Asimismo, será de aplicación lo establecido en la Ley Orgánica 7/2021, de 26 de mayo.
El acceso a los datos personales contenidos en el Sistema interno de información quedará limitado, dentro del ámbito de sus competencias y funciones, exclusivamente a (artículo 32):
a) El Responsable del Sistema y a quien lo gestione directamente.

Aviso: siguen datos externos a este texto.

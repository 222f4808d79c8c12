//! TLS context trait definitions.

/// Pluggable behavior behind `set_certificate`.
pub mod certificate_setter;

b) El responsable de recursos humanos, solo cuando pudiera proceder la adopción de medidas disciplinarias contra un trabajador. En el caso de los empleados públicos, el órgano competente para la tramitación del mismo.
c) El responsable de los servicios jurídicos de la entidad u organismo, si procediera la adopción de medidas legales en relación con los hechos relatados en la comunicación. d) Los encargados del tratamiento que eventualmente se designen.
e) El Delegado de Protección de Datos.
Como novedad, la normativa incluye la obligación de contar con un Delegado de Protección de Datos para las entidades obligadas a disponer de un sistema interno de información:
Artículo 34. Delegado de protección de datos.
- Las entidades obligadas a disponer de un sistema interno de información, así como los terceros externos que en su caso lo gestionen, cuando, conforme al Reglamento (UE) 2016/679del Parlamento Europeo y del Consejo, de 27 de abril de 2016, no tuvieran la obligación previa de su designación, deberán nombrar un Delegado de protección de datos competente para todos los tratamientos llevados a cabo incluido dicho Sistema interno de información.
Régimen sancionador:
El procedimiento sancionador contempla multas que oscilan entre los 1.001 y los 300.000 euros, en el caso de personas físicas; y los 10.001 y el millón de euros, en el caso de las personas jurídicas:
Artículo 65. Sanciones.
- La comisión de infracciones previstas en esta ley llevará aparejada la imposición de las siguientes multas: a) Si son personas físicas las responsables de las infracciones, serán multadas con una cuantía de 1.001 hasta 10.000 euros por la comisión de infracciones leves; de 10.001 hasta 30.000 euros por la comisión de infracciones graves y de 30.001 hasta 300.000 euros por la comisión de infracciones muy graves.
- b) Si son personas jurídicas serán multadas con una cuantía hasta 100.000 euros en caso de infracciones leves, entre 100.001 y 600.000 euros en caso de infracciones graves y entre 600.001 y 1.000.000 euros en caso de infracciones muy graves.
Como conclusión, a la hora de implementar un canal de denuncias son muchas los requisitos que se deben de detener en cuenta:
- Sistema elegido – canal mediante el cual cualquier persona puede poner conocimiento de la infracción que está cometiendo la entidad.
- Autorizados – nombramientos y personal autorizado que pueda acceder a la información del canal.
- Identificación del Tratamiento – Actualización del Registro de Actividades del Tratamiento, Análisis y Medidas de Control. Canal Seguro.
- Relación con terceros – identificación de terceros como Encargados del Tratamiento.
- Designación del Delegado de Protección de Datos.
Daiana Lamela Scafarelli
11 de octubre de 2022
Fuentes:
- REGLAMENTO (UE) 2016/679 DEL PARLAMENTO EUROPEO Y DEL CONSEJO de 27 de abril de 2016 relativo a la protección de las personas físicas en lo que respecta al tratamiento de datos personales y a la libre circulación de estos datos y por el que se deroga la Directiva 95/46/CE.
- Ley Orgánica 3/2018, de 5 de diciembre, de Protección de Datos Personales y garantía de los derechos digitales.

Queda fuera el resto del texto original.